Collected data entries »
****

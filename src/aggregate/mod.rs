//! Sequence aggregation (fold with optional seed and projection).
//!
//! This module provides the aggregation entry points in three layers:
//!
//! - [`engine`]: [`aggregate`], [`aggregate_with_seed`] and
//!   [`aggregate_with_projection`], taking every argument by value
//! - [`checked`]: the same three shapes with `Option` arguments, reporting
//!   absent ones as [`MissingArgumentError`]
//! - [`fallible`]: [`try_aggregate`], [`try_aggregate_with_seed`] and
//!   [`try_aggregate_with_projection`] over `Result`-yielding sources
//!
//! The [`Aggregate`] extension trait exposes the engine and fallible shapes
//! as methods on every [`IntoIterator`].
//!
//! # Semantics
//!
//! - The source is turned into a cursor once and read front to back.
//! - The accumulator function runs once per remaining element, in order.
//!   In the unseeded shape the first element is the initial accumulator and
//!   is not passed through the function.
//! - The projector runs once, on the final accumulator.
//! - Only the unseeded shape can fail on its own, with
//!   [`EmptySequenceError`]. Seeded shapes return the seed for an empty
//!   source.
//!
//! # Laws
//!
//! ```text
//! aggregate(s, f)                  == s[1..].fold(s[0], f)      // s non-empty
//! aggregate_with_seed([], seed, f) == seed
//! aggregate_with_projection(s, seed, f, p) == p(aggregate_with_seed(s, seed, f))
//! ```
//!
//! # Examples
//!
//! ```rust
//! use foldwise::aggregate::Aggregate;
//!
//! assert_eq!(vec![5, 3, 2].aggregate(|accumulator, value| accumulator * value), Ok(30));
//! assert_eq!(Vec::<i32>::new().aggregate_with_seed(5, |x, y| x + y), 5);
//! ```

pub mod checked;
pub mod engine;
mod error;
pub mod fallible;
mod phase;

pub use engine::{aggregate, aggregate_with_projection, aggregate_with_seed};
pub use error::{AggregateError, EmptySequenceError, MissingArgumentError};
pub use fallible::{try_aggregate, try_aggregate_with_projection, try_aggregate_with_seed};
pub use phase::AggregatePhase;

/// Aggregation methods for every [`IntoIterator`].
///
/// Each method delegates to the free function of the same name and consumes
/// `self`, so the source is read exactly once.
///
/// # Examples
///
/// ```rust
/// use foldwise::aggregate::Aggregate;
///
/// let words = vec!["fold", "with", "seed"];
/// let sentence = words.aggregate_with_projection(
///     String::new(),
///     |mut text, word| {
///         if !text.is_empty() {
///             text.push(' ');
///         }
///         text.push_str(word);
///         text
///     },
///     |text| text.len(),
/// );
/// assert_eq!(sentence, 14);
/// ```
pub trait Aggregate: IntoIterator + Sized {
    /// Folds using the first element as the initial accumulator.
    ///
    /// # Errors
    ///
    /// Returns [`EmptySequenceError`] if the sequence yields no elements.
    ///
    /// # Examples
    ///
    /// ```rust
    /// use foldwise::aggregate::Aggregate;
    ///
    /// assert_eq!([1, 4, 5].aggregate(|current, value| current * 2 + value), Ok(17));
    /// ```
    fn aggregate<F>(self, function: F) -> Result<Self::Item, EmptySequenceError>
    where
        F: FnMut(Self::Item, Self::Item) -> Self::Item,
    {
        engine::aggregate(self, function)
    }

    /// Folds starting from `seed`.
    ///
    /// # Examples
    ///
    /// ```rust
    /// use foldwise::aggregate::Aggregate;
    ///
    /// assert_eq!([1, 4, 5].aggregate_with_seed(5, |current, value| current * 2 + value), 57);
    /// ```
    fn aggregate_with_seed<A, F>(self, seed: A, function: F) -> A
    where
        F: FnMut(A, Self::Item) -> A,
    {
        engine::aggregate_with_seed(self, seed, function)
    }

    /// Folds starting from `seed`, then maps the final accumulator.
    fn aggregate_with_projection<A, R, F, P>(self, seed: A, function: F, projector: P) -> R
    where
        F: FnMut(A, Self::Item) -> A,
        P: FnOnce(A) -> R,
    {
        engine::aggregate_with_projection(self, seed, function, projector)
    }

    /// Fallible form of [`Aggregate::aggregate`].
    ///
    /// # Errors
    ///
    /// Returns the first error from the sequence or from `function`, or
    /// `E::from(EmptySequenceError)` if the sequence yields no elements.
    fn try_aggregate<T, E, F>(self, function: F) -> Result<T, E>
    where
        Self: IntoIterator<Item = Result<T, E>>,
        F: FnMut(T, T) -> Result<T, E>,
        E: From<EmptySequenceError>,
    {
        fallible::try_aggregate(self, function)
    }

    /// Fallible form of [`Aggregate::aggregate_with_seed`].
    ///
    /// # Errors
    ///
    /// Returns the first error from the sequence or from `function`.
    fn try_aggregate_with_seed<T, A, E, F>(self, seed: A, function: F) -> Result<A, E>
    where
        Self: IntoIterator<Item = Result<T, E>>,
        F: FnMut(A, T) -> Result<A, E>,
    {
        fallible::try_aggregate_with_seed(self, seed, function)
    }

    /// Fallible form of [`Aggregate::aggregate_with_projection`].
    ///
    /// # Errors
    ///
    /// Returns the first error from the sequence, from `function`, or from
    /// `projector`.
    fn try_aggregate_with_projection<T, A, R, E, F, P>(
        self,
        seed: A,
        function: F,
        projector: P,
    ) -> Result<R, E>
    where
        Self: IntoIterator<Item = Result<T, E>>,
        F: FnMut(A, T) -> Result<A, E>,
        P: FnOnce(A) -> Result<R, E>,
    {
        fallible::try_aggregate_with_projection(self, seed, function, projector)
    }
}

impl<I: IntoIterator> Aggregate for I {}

****

What you should do »
Would you please copy out every line of the data exactly?

Answer »
filename src/aggregate/mod.rs
//! Sequence aggregation (fold with optional seed and projection).
//!
//! This module provides the aggregation entry points in three layers:
//!
//! - [`engine`]: [`aggregate`], [`aggregate_with_seed`] and
//!   [`aggregate_with_projection`], taking every argument by value
//! - [`checked`]: the same three shapes with `Option` arguments, reporting
//!   absent ones as [`MissingArgumentError`]
//! - [`fallible`]: [`try_aggregate`], [`try_aggregate_with_seed`] and
//!   [`try_aggregate_with_projection`] over `Result`-yielding sources
//!
//! The [`Aggregate`] extension trait exposes the engine and fallible shapes
//! as methods on every [`IntoIterator`].
//!
//! # Semantics
//!
//! - The source is turned into a cursor once and read front to back.
//! - The accumulator function runs once per remaining element, in order.
//!   In the unseeded shape the first element is the initial accumulator and
//!   is not passed through the function.
//! - The projector runs once, on the final accumulator.
//! - Only the unseeded shape can fail on its own, with
//!   [`EmptySequenceError`]. Seeded shapes return the seed for an empty
//!   source.
//!
//! # Laws
//!
//! ```text
//! aggregate(s, f)                  == s[1..].fold(s[0], f)      // s non-empty
//! aggregate_with_seed([], seed, f) == seed
//! aggregate_with_projection(s, seed, f, p) == p(aggregate_with_seed(s, seed, f))
//! ```
//!
//! # Examples
//!
//! ```rust
//! use foldwise::aggregate::Aggregate;
//!
//! assert_eq!(vec![5, 3, 2].aggregate(|accumulator, value| accumulator * value), Ok(30));
//! assert_eq!(Vec::<i32>::new().aggregate_with_seed(5, |x, y| x + y), 5);
//! ```

pub mod checked;
pub mod engine;
mod error;
pub mod fallible;
mod phase;

pub use engine::{aggregate, aggregate_with_projection, aggregate_with_seed};
pub use error::{AggregateError, EmptySequenceError, MissingArgumentError};
pub use fallible::{try_aggregate, try_aggregate_with_projection, try_aggregate_with_seed};
pub use phase::AggregatePhase;

/// Aggregation methods for every [`IntoIterator`].
///
/// Each method delegates to the free function of the same name and consumes
/// `self`, so the source is read exactly once.
///
/// # Examples
///
/// ```rust
/// use foldwise::aggregate::Aggregate;
///
/// let words = vec!["fold", "with", "seed"];
/// let sentence = words.aggregate_with_projection(
///     String::new(),
///     |mut text, word| {
///         if !text.is_empty() {
///             text.push(' ');
///         }
///         text.push_str(word);
///         text
///     },
///     |text| text.len(),
/// );
/// assert_eq!(sentence, 14);
/// ```
pub trait Aggregate: IntoIterator + Sized {
    /// Folds using the first element as the initial accumulator.
    ///
    /// # Errors
    ///
    /// Returns [`EmptySequenceError`] if the sequence yields no elements.
    ///
    /// # Examples
    ///
    /// ```rust
    /// use foldwise::aggregate::Aggregate;
    ///
    /// assert_eq!([1, 4, 5].aggregate(|current, value| current * 2 + value), Ok(17));
    /// ```
    fn aggregate<F>(self, function: F) -> Result<Self::Item, EmptySequenceError>
    where
        F: FnMut(Self::Item, Self::Item) -> Self::Item,
    {
        engine::aggregate(self, function)
    }

    /// Folds starting from `seed`.
    ///
    /// # Examples
    ///
    /// ```rust
    /// use foldwise::aggregate::Aggregate;
    ///
    /// assert_eq!([1, 4, 5].aggregate_with_seed(5, |current, value| current * 2 + value), 57);
    /// ```
    fn aggregate_with_seed<A, F>(self, seed: A, function: F) -> A
    where
        F: FnMut(A, Self::Item) -> A,
    {
        engine::aggregate_with_seed(self, seed, function)
    }

    /// Folds starting from `seed`, then maps the final accumulator.
    fn aggregate_with_projection<A, R, F, P>(self, seed: A, function: F, projector: P) -> R
    where
        F: FnMut(A, Self::Item) -> A,
        P: FnOnce(A) -> R,
    {
        engine::aggregate_with_projection(self, seed, function, projector)
    }

    /// Fallible form of [`Aggregate::aggregate`].
    ///
    /// # Errors
    ///
    /// Returns the first error from the sequence or from `function`, or
    /// `E::from(EmptySequenceError)` if the sequence yields no elements.
    fn try_aggregate<T, E, F>(self, function: F) -> Result<T, E>
    where
        Self: IntoIterator<Item = Result<T, E>>,
        F: FnMut(T, T) -> Result<T, E>,
        E: From<EmptySequenceError>,
    {
        fallible::try_aggregate(self, function)
    }

    /// Fallible form of [`Aggregate::aggregate_with_seed`].
    ///
    /// # Errors
    ///
    /// Returns the first error from the sequence or from `function`.
    fn try_aggregate_with_seed<T, A, E, F>(self, seed: A, function: F) -> Result<A, E>
    where
        Self: IntoIterator<Item = Result<T, E>>,
        F: FnMut(A, T) -> Result<A, E>,
    {
        fallible::try_aggregate_with_seed(self, seed, function)
    }

    /// Fallible form of [`Aggregate::aggregate_with_projection`].
    ///
    /// # Errors
    ///
    /// Returns the first error from the sequence, from `function`, or from
    /// `projector`.
    fn try_aggregate_with_projection<T, A, R, E, F, P>(
        self,
        seed: A,
        function: F,
        projector: P,
    ) -> Result<R, E>
    where
        Self: IntoIterator<Item = Result<T, E>>,
        F: FnMut(A, T) -> Result<A, E>,
        P: FnOnce(A) -> Result<R, E>,
    {
        fallible::try_aggregate_with_projection(self, seed, function, projector)
    }
}

impl<I: IntoIterator> Aggregate for I {}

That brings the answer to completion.